Saksi ahli yang dihadirkan antara lain Dr Gunawan Widjaja SH MH MM selaku ahli perjanjian dan kerja sama pemerintah, Dr Ling R. Sodikin Arifin SH CN MH MKn sebagai ahli pertanahan dan hukum agraria, Dr Gilbert Rely SE SH SK MAK sebagai ahli keuangan, serta Dr Flora Dianti AMd SH MH sebagai ahli hukum pidana.

Dalam keterangannya, Dr Gunawan Widjaja menjelaskan bahwa perjanjian kerja sama antara Pemerintah Kota Bengkulu dengan PT Tigadi Lestari Jo PT Dwisaha tidak bertentangan dengan ketentuan peraturan perundang - undangan. 

Ia menyebutkan, kerja sama pemerintah daerah dengan pihak swasta merupakan praktik yang lazim dan banyak diterapkan di daerah lain di Indonesia.

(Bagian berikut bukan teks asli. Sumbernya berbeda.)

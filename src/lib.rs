pub mod broadcast;
pub mod cache;
pub mod config;
pub mod detector;
pub mod engine;
pub mod error;
pub mod history;
pub mod query;
pub mod reporter;
pub mod server;
pub mod source;
pub mod state;
pub mod types;

use std::time::Duration;

/// Kalshi trade API base URL (public, no auth required for listings)
pub const KALSHI_API_BASE: &str = "https://api.elections.kalshi.com/trade-api/v2";

/// Case-insensitive substrings that mark a market as crypto-related.
pub const CRYPTO_KEYWORDS: &[&str] = &[
    "btc", "eth", "crypto", "bitcoin", "ethereum", "sol", "solana", "bch",
];

/// Markets at or below this volume are never checked for a volume surge.
pub const WHALE_VOLUME_MINIMUM: f64 = 1_000_000.0;

/// Growth multiple over the trailing mean that counts as a surge.
pub const VOLUME_SURGE_THRESHOLD: f64 = 3.0;

/// Absolute close-price move (percentage points) that counts as an odds flip.
pub const ODDS_CHANGE_THRESHOLD: f64 = 15.0;

/// Percent change in summed bid depth that counts as an order-book shift.
pub const ORDER_BOOK_DEPTH_CHANGE_THRESHOLD: f64 = 25.0;

/// Per-market volume readings kept for surge and trend analytics.
pub const VOLUME_WINDOW: usize = 20;

/// Global whale signal log capacity.
pub const SIGNAL_LOG_CAPACITY: usize = 100;

/// Number of most-recent signals pushed to subscribers after each cycle.
pub const BROADCAST_ALERT_COUNT: usize = 5;

/// Outbound messages buffered per subscriber before it counts as stalled.
pub const SUBSCRIBER_BUFFER: usize = 32;

/// Upper bound on a single WebSocket write before the subscriber is dropped.
pub const SEND_TIMEOUT: Duration = Duration::from_secs(5);
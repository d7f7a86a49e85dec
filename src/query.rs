//! Read-only views served by the HTTP API.
//!
//! Every view is computed from one snapshot `Arc` and a copy of the signal
//! log taken up front, so a concurrent pump cycle never shows through half
//! way.

use std::collections::HashSet;

use chrono::{DateTime, Utc};
use serde::Serialize;

use crate::state::{CycleReport, PumpPhase, Tracker};
use crate::types::{Market, Severity, SignalData, SignalKind, WhaleSignal};
use crate::{
    ODDS_CHANGE_THRESHOLD, ORDER_BOOK_DEPTH_CHANGE_THRESHOLD, VOLUME_SURGE_THRESHOLD,
    WHALE_VOLUME_MINIMUM,
};

/// Default `limit` for the top-markets view.
pub const DEFAULT_TOP_LIMIT: usize = 5;

/// Signals from the global log considered by the alerts view.
const ALERT_WINDOW: usize = 10;

/// Markets above this volume are flagged as trending.
const TRENDING_VOLUME: f64 = 1_000_000.0;

/// Markets above this liquidity are flagged as highly liquid.
const HIGH_LIQUIDITY: f64 = 50_000.0;

const HIGH_VOLUME_CONFIDENCE: u8 = 80;

#[derive(Debug, Clone, Serialize)]
pub struct SnapshotView {
    pub markets: Vec<Market>,
    pub count: usize,
    pub timestamp: DateTime<Utc>,
}

/// The cached market list. Before the first cycle this is empty and
/// stamped with the current time.
pub fn snapshot(tracker: &Tracker) -> SnapshotView {
    let snap = tracker.snapshot();
    SnapshotView {
        markets: snap.markets.clone(),
        count: snap.markets.len(),
        timestamp: snap.timestamp.unwrap_or_else(Utc::now),
    }
}

#[derive(Debug, Clone, Serialize)]
pub struct StatusView {
    pub status: &'static str,
    pub timestamp: DateTime<Utc>,
    pub last_update: Option<DateTime<Utc>>,
    pub active_connections: usize,
    pub total_markets: usize,
    pub websocket_enabled: bool,
    pub pump_phase: PumpPhase,
}

pub fn status(tracker: &Tracker) -> StatusView {
    let snap = tracker.snapshot();
    StatusView {
        status: "running",
        timestamp: Utc::now(),
        last_update: snap.timestamp.filter(|_| !snap.is_empty()),
        active_connections: tracker.broadcaster().subscriber_count(),
        total_markets: snap.markets.len(),
        websocket_enabled: true,
        pump_phase: tracker.phase(),
    }
}

/// Markets sorted by volume, descending. Ties keep cache order.
fn by_volume(markets: &[Market], limit: usize) -> Vec<Market> {
    let mut sorted = markets.to_vec();
    sorted.sort_by(|a, b| b.volume.total_cmp(&a.volume));
    sorted.truncate(limit);
    sorted
}

#[derive(Debug, Clone, Serialize)]
pub struct TopMarketsView {
    pub markets: Vec<Market>,
    pub count: usize,
    #[serde(skip_serializing_if = "Option::is_none")]
    pub error: Option<&'static str>,
}

pub fn top_markets(tracker: &Tracker, limit: usize) -> TopMarketsView {
    let snap = tracker.snapshot();
    if snap.is_empty() {
        return TopMarketsView {
            markets: Vec::new(),
            count: 0,
            error: Some("No data available"),
        };
    }
    let markets = by_volume(&snap.markets, limit);
    TopMarketsView {
        count: markets.len(),
        markets,
        error: None,
    }
}

#[derive(Debug, Clone, PartialEq, Serialize)]
pub struct Outcome {
    pub title: &'static str,
    pub description: &'static str,
    pub probability: f64,
}

/// Presentation record for the detailed top-5 view.
#[derive(Debug, Clone, Serialize)]
pub struct MarketDetail {
    pub id: String,
    pub question: String,
    pub category: String,
    pub last_update: DateTime<Utc>,
    pub volume: f64,
    pub cadence: String,
    pub trending: bool,
    pub outcomes: [Outcome; 2],
    pub high_volume: bool,
    pub high_liquidity: bool,
    pub recent: bool,
    pub status: String,
    pub ticker_symbol: String,
}

impl MarketDetail {
    pub fn from_market(m: &Market) -> Self {
        let p = m.close_price / 100.0;
        Self {
            id: m.id.clone().unwrap_or_else(|| m.ticker.clone()),
            question: if m.title.is_empty() {
                "N/A".to_string()
            } else {
                m.title.clone()
            },
            category: m.category.clone().unwrap_or_else(|| "Crypto".to_string()),
            last_update: m.last_updated,
            volume: m.volume,
            cadence: m.frequency.clone().unwrap_or_else(|| "Annually".to_string()),
            trending: m.volume > TRENDING_VOLUME,
            outcomes: [
                Outcome {
                    title: "YES",
                    description: "YES outcome",
                    probability: p,
                },
                Outcome {
                    title: "NO",
                    description: "NO outcome",
                    probability: 1.0 - p,
                },
            ],
            high_volume: m.volume > WHALE_VOLUME_MINIMUM,
            high_liquidity: m.liquidity > HIGH_LIQUIDITY,
            recent: true,
            status: m.status.clone(),
            ticker_symbol: m.ticker.clone(),
        }
    }
}

#[derive(Debug, Clone, Serialize)]
pub struct TopDetailView {
    pub markets: Vec<MarketDetail>,
    pub count: usize,
    pub timestamp: DateTime<Utc>,
}

pub fn top5_detailed(tracker: &Tracker) -> TopDetailView {
    let snap = tracker.snapshot();
    let markets: Vec<MarketDetail> = by_volume(&snap.markets, DEFAULT_TOP_LIMIT)
        .iter()
        .map(MarketDetail::from_market)
        .collect();
    TopDetailView {
        count: markets.len(),
        markets,
        timestamp: Utc::now(),
    }
}

#[derive(Debug, Clone, Default, PartialEq, Serialize)]
pub struct DetectionTypes {
    pub volume_surge: bool,
    pub odds_flip: bool,
    pub order_book_shift: bool,
    pub high_volume: bool,
}

impl DetectionTypes {
    fn from_alerts(alerts: &[WhaleSignal]) -> Self {
        let has = |kind| alerts.iter().any(|a| a.kind == kind);
        Self {
            volume_surge: has(SignalKind::VolumeSurge),
            odds_flip: has(SignalKind::OddsFlip),
            order_book_shift: has(SignalKind::OrderBookShift),
            high_volume: has(SignalKind::HighVolume),
        }
    }
}

#[derive(Debug, Clone, PartialEq, Serialize)]
pub struct Thresholds {
    pub volume_surge_multiplier: f64,
    pub odds_change_percent: f64,
    pub order_book_change_percent: f64,
    pub minimum_volume: f64,
}

impl Default for Thresholds {
    fn default() -> Self {
        Self {
            volume_surge_multiplier: VOLUME_SURGE_THRESHOLD,
            odds_change_percent: ODDS_CHANGE_THRESHOLD,
            order_book_change_percent: ORDER_BOOK_DEPTH_CHANGE_THRESHOLD,
            minimum_volume: WHALE_VOLUME_MINIMUM,
        }
    }
}

#[derive(Debug, Clone, Serialize)]
pub struct AlertsData {
    pub alerts: Vec<WhaleSignal>,
    pub count: usize,
    pub whale_signals_count: usize,
    pub high_volume_count: usize,
    pub detection_types: DetectionTypes,
    pub thresholds: Thresholds,
}

#[derive(Debug, Clone, Serialize)]
pub struct WhaleAlertsView {
    pub data: AlertsData,
    pub timestamp: DateTime<Utc>,
    pub status: &'static str,
}

/// Standing alert for a cached market trading above the whale minimum.
pub fn high_volume_alert(market: &Market) -> WhaleSignal {
    let key = market.key();
    WhaleSignal {
        id: format!("{}_{key}", SignalKind::HighVolume.id_prefix()),
        kind: SignalKind::HighVolume,
        market_id: key,
        ticker: market.ticker.clone(),
        confidence: HIGH_VOLUME_CONFIDENCE,
        severity: Severity::Medium,
        market_impact: Severity::High,
        description: format!(
            "High volume trading detected: ${}",
            group_thousands(market.volume)
        ),
        data: SignalData::HighVolume {
            current_value: market.volume,
        },
        timestamp: market.last_updated,
    }
}

/// Merge recent detector signals with standing high-volume alerts.
///
/// Real signals win on id collisions; the result is newest first.
pub fn whale_alerts(tracker: &Tracker) -> WhaleAlertsView {
    let recent = tracker.recent_signals(ALERT_WINDOW);
    let snap = tracker.snapshot();
    let high_volume: Vec<WhaleSignal> = snap
        .markets
        .iter()
        .filter(|m| m.volume > WHALE_VOLUME_MINIMUM)
        .map(high_volume_alert)
        .collect();

    let whale_signals_count = recent.len();
    let high_volume_count = high_volume.len();

    let mut seen = HashSet::new();
    let mut alerts: Vec<WhaleSignal> = recent
        .into_iter()
        .chain(high_volume)
        .filter(|a| seen.insert(a.id.clone()))
        .collect();
    alerts.sort_by(|a, b| b.timestamp.cmp(&a.timestamp));

    WhaleAlertsView {
        data: AlertsData {
            count: alerts.len(),
            whale_signals_count,
            high_volume_count,
            detection_types: DetectionTypes::from_alerts(&alerts),
            thresholds: Thresholds::default(),
            alerts,
        },
        timestamp: Utc::now(),
        status: "success",
    }
}

#[derive(Debug, Clone, Serialize)]
pub struct RefreshView {
    pub success: bool,
    pub message: &'static str,
    pub count: usize,
    pub timestamp: DateTime<Utc>,
    pub whale_signals: usize,
}

impl From<&CycleReport> for RefreshView {
    fn from(report: &CycleReport) -> Self {
        Self {
            success: true,
            message: "Data refreshed successfully",
            count: report.market_count,
            timestamp: report.timestamp,
            whale_signals: report.signals.len(),
        }
    }
}

/// `1234567.8` -> `"1,234,568"`.
fn group_thousands(value: f64) -> String {
    let digits = format!("{:.0}", value.abs());
    let mut out = String::with_capacity(digits.len() + digits.len() / 3);
    for (i, c) in digits.chars().enumerate() {
        if i > 0 && (digits.len() - i) % 3 == 0 {
            out.push(',');
        }
        out.push(c);
    }
    if value < 0.0 {
        out.insert(0, '-');
    }
    out
}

Terkait alas hak atas tanah, Gunawan menyatakan bahwa penggunaan Hak Pengelolaan Lahan (HPL) maupun Hak Guna Bangunan (HGB) tidak menimbulkan persoalan hukum sepanjang diterbitkan sesuai dengan status tanahnya.

“Apabila tanah tersebut dikelola oleh pemerintah daerah, maka dapat diterbitkan HPL. Namun apabila tanah merupakan milik negara, maka lazimnya diterbitkan HGB,” jelasnya di hadapan majelis hakim.

Gunawan juga menegaskan bahwa dengan adanya perjanjian kerja sama, penerbitan HPL pada proyek Mega Mall merupakan konsekuensi hukum yang diperbolehkan. Selain itu, penggunaan fasilitas pinjaman perbankan oleh pihak swasta dengan jaminan bangunan dinilai sah secara hukum.

“Penggunaan pinjaman bank dalam rangka pembangunan merupakan praktik yang lazim, baik menggunakan modal sendiri maupun sumber pembiayaan lainnya,” tambahnya.

Penasihat hukum PT Tigadi, Gema dan Billy Elanda SH, menyatakan bahwa keterangan saksi ahli perjanjian mempertegas tidak adanya larangan hukum atas kerja sama antara Pemerintah Kota Bengkulu dan pihak swasta. 

Menurutnya, dalam perjanjian juga telah diatur bahwa pembangunan PTM dan Mega Mall akan diberikan HGB di atas HPL, yang secara hukum diperbolehkan.

“Dalam perjanjian tidak terdapat ketentuan yang mensyaratkan status tanah menjadi objek permasalahan. Tujuan penerbitan HPL juga bukan untuk kepentingan pinjaman bank,” ujarnya.

Sementara itu, terhadap keterangan saksi ahli pidana, tim kuasa hukum menyatakan akan memfokuskan pembelaan pada proses penyidikan hingga penetapan tersangka. 

Mereka menilai terdapat sejumlah tahapan yang tidak dilakukan sesuai prosedur hukum, termasuk dalam penentuan kerugian negara.

Selain itu, kuasa hukum menegaskan bahwa apabila terjadi perselisihan dalam pelaksanaan perjanjian dan tidak tercapai kesepakatan antara para pihak, maka mekanisme penyelesaiannya seharusnya ditempuh melalui jalur perdata, bukan pidana.

Sidang perkara ini akan dilanjutkan dengan agenda pemeriksaan selanjutnya sesuai dengan jadwal yang ditetapkan majelis hakim.